WORK ITEM >>
From top to bottom, return the records that follow exactly.

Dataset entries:
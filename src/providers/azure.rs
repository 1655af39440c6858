//! Azure OpenAI client implementing the embedding and chat provider traits
//!
//! One client serves both deployments. Requests are single-shot: failures
//! map to the embedding/generation error classes and propagate to the
//! caller without retries.

use async_trait::async_trait;
use reqwest::Client;
use serde::{Deserialize, Serialize};
use std::time::Duration;

use crate::config::AzureOpenAiConfig;
use crate::error::{Error, Result};

use super::chat::ChatProvider;
use super::embedding::EmbeddingProvider;

/// Answers are deterministic-leaning: temperature pinned to zero, no
/// sampling overrides.
const GENERATION_TEMPERATURE: f32 = 0.0;

/// Azure OpenAI REST client
pub struct AzureOpenAiClient {
    client: Client,
    config: AzureOpenAiConfig,
}

#[derive(Serialize)]
struct EmbeddingRequest<'a> {
    input: &'a [String],
}

#[derive(Deserialize)]
struct EmbeddingResponse {
    data: Vec<EmbeddingData>,
}

#[derive(Deserialize)]
struct EmbeddingData {
    embedding: Vec<f32>,
    index: usize,
}

#[derive(Serialize)]
struct ChatRequest<'a> {
    messages: Vec<ChatMessage<'a>>,
    temperature: f32,
}

#[derive(Serialize)]
struct ChatMessage<'a> {
    role: &'static str,
    content: &'a str,
}

#[derive(Deserialize)]
struct ChatResponse {
    choices: Vec<ChatChoice>,
}

#[derive(Deserialize)]
struct ChatChoice {
    message: ChatChoiceMessage,
}

#[derive(Deserialize)]
struct ChatChoiceMessage {
    content: Option<String>,
}

impl AzureOpenAiClient {
    /// Create a new client from configuration
    pub fn new(config: &AzureOpenAiConfig) -> Result<Self> {
        let client = Client::builder()
            .timeout(Duration::from_secs(config.timeout_secs))
            .pool_max_idle_per_host(5)
            .build()
            .map_err(|e| Error::Config(format!("failed to build HTTP client: {}", e)))?;

        Ok(Self {
            client,
            config: config.clone(),
        })
    }

    fn deployment_url(&self, deployment: &str, operation: &str) -> String {
        format!(
            "{}/openai/deployments/{}/{}?api-version={}",
            self.config.endpoint.trim_end_matches('/'),
            deployment,
            operation,
            self.config.api_version
        )
    }

    async fn post<B: Serialize, T: for<'de> Deserialize<'de>>(
        &self,
        url: &str,
        body: &B,
        map_err: fn(String) -> Error,
    ) -> Result<T> {
        let response = self
            .client
            .post(url)
            .header("api-key", &self.config.api_key)
            .json(body)
            .send()
            .await
            .map_err(|e| map_err(format!("request failed: {}", e)))?;

        let status = response.status();
        if !status.is_success() {
            let body = response.text().await.unwrap_or_default();
            return Err(map_err(format!("HTTP {} - {}", status, body)));
        }

        response
            .json::<T>()
            .await
            .map_err(|e| map_err(format!("failed to parse response: {}", e)))
    }
}

#[async_trait]
impl EmbeddingProvider for AzureOpenAiClient {
    async fn embed(&self, text: &str) -> Result<Vec<f32>> {
        let input = [text.to_string()];
        let mut embeddings = self.embed_batch(&input).await?;
        embeddings
            .pop()
            .ok_or_else(|| Error::embedding("provider returned no embedding"))
    }

    async fn embed_batch(&self, texts: &[String]) -> Result<Vec<Vec<f32>>> {
        if texts.is_empty() {
            return Ok(Vec::new());
        }

        let url = self.deployment_url(&self.config.embeddings_deployment, "embeddings");
        let request = EmbeddingRequest { input: texts };

        let mut response: EmbeddingResponse = self.post(&url, &request, Error::Embedding).await?;

        if response.data.len() != texts.len() {
            return Err(Error::embedding(format!(
                "provider returned {} embeddings for {} inputs",
                response.data.len(),
                texts.len()
            )));
        }

        // The API does not guarantee response order; the index field does.
        response.data.sort_by_key(|d| d.index);
        Ok(response.data.into_iter().map(|d| d.embedding).collect())
    }

    fn name(&self) -> &str {
        "azure-openai"
    }
}

#[async_trait]
impl ChatProvider for AzureOpenAiClient {
    async fn complete(&self, system: &str, user: &str) -> Result<String> {
        let url = self.deployment_url(&self.config.chat_deployment, "chat/completions");
        let request = ChatRequest {
            messages: vec![
                ChatMessage { role: "system", content: system },
                ChatMessage { role: "user", content: user },
            ],
            temperature: GENERATION_TEMPERATURE,
        };

        tracing::info!("generating answer with deployment: {}", self.config.chat_deployment);

        let response: ChatResponse = self.post(&url, &request, Error::Generation).await?;

        response
            .choices
            .into_iter()
            .next()
            .and_then(|choice| choice.message.content)
            .ok_or_else(|| Error::generation("provider response contained no message content"))
    }

    fn name(&self) -> &str {
        "azure-openai"
    }

    fn model(&self) -> &str {
        &self.config.chat_deployment
    }
}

TASK ANSWER >>
filename src/providers/azure.rs
repository 1655af39440c6858
//! Azure OpenAI client implementing the embedding and chat provider traits
//!
//! One client serves both deployments. Requests are single-shot: failures
//! map to the embedding/generation error classes and propagate to the
//! caller without retries.

use async_trait::async_trait;
use reqwest::Client;
use serde::{Deserialize, Serialize};
use std::time::Duration;

use crate::config::AzureOpenAiConfig;
use crate::error::{Error, Result};

use super::chat::ChatProvider;
use super::embedding::EmbeddingProvider;

/// Answers are deterministic-leaning: temperature pinned to zero, no
/// sampling overrides.
const GENERATION_TEMPERATURE: f32 = 0.0;

/// Azure OpenAI REST client
pub struct AzureOpenAiClient {
    client: Client,
    config: AzureOpenAiConfig,
}

#[derive(Serialize)]
struct EmbeddingRequest<'a> {
    input: &'a [String],
}

#[derive(Deserialize)]
struct EmbeddingResponse {
    data: Vec<EmbeddingData>,
}

#[derive(Deserialize)]
struct EmbeddingData {
    embedding: Vec<f32>,
    index: usize,
}

#[derive(Serialize)]
struct ChatRequest<'a> {
    messages: Vec<ChatMessage<'a>>,
    temperature: f32,
}

#[derive(Serialize)]
struct ChatMessage<'a> {
    role: &'static str,
    content: &'a str,
}

#[derive(Deserialize)]
struct ChatResponse {
    choices: Vec<ChatChoice>,
}

#[derive(Deserialize)]
struct ChatChoice {
    message: ChatChoiceMessage,
}

#[derive(Deserialize)]
struct ChatChoiceMessage {
    content: Option<String>,
}

impl AzureOpenAiClient {
    /// Create a new client from configuration
    pub fn new(config: &AzureOpenAiConfig) -> Result<Self> {
        let client = Client::builder()
            .timeout(Duration::from_secs(config.timeout_secs))
            .pool_max_idle_per_host(5)
            .build()
            .map_err(|e| Error::Config(format!("failed to build HTTP client: {}", e)))?;

        Ok(Self {
            client,
            config: config.clone(),
        })
    }

    fn deployment_url(&self, deployment: &str, operation: &str) -> String {
        format!(
            "{}/openai/deployments/{}/{}?api-version={}",
            self.config.endpoint.trim_end_matches('/'),
            deployment,
            operation,
            self.config.api_version
        )
    }

    async fn post<B: Serialize, T: for<'de> Deserialize<'de>>(
        &self,
        url: &str,
        body: &B,
        map_err: fn(String) -> Error,
    ) -> Result<T> {
        let response = self
            .client
            .post(url)
            .header("api-key", &self.config.api_key)
            .json(body)
            .send()
            .await
            .map_err(|e| map_err(format!("request failed: {}", e)))?;

        let status = response.status();
        if !status.is_success() {
            let body = response.text().await.unwrap_or_default();
            return Err(map_err(format!("HTTP {} - {}", status, body)));
        }

        response
            .json::<T>()
            .await
            .map_err(|e| map_err(format!("failed to parse response: {}", e)))
    }
}

#[async_trait]
impl EmbeddingProvider for AzureOpenAiClient {
    async fn embed(&self, text: &str) -> Result<Vec<f32>> {
        let input = [text.to_string()];
        let mut embeddings = self.embed_batch(&input).await?;
        embeddings
            .pop()
            .ok_or_else(|| Error::embedding("provider returned no embedding"))
    }

    async fn embed_batch(&self, texts: &[String]) -> Result<Vec<Vec<f32>>> {
        if texts.is_empty() {
            return Ok(Vec::new());
        }

        let url = self.deployment_url(&self.config.embeddings_deployment, "embeddings");
        let request = EmbeddingRequest { input: texts };

        let mut response: EmbeddingResponse = self.post(&url, &request, Error::Embedding).await?;

        if response.data.len() != texts.len() {
            return Err(Error::embedding(format!(
                "provider returned {} embeddings for {} inputs",
                response.data.len(),
                texts.len()
            )));
        }

        // The API does not guarantee response order; the index field does.
        response.data.sort_by_key(|d| d.index);
        Ok(response.data.into_iter().map(|d| d.embedding).collect())
    }

    fn name(&self) -> &str {
        "azure-openai"
    }
}

#[async_trait]
impl ChatProvider for AzureOpenAiClient {
    async fn complete(&self, system: &str, user: &str) -> Result<String> {
        let url = self.deployment_url(&self.config.chat_deployment, "chat/completions");
        let request = ChatRequest {
            messages: vec![
                ChatMessage { role: "system", content: system },
                ChatMessage { role: "user", content: user },
            ],
            temperature: GENERATION_TEMPERATURE,
        };

        tracing::info!("generating answer with deployment: {}", self.config.chat_deployment);

        let response: ChatResponse = self.post(&url, &request, Error::Generation).await?;

        response
            .choices
            .into_iter()
            .next()
            .and_then(|choice| choice.message.content)
            .ok_or_else(|| Error::generation("provider response contained no message content"))
    }

    fn name(&self) -> &str {
        "azure-openai"
    }

    fn model(&self) -> &str {
        &self.config.chat_deployment
    }
}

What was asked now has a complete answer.